Description of the task: All of the data needs to be repeated exactly.

Records provided:
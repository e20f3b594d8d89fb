//! clangd-mcp tool surface.
//!
//! Each tool computes its plain-text report in its own module; `dispatch` owns the MCP
//! service, the request schemas live in `schemas`.

pub(crate) mod catalog;
mod check_file;
mod clang_format;
mod dispatch;
mod find_symbol;
mod get_includes;
mod list_functions;
mod schemas;
mod util;

pub use dispatch::ClangdMcpService;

Answer space:
repository e20f3b594d8d89fb
//! clangd-mcp tool surface.
//!
//! Each tool computes its plain-text report in its own module; `dispatch` owns the MCP
//! service, the request schemas live in `schemas`.

pub(crate) mod catalog;
mod check_file;
mod clang_format;
mod dispatch;
mod find_symbol;
mod get_includes;
mod list_functions;
mod schemas;
mod util;

pub use dispatch::ClangdMcpService;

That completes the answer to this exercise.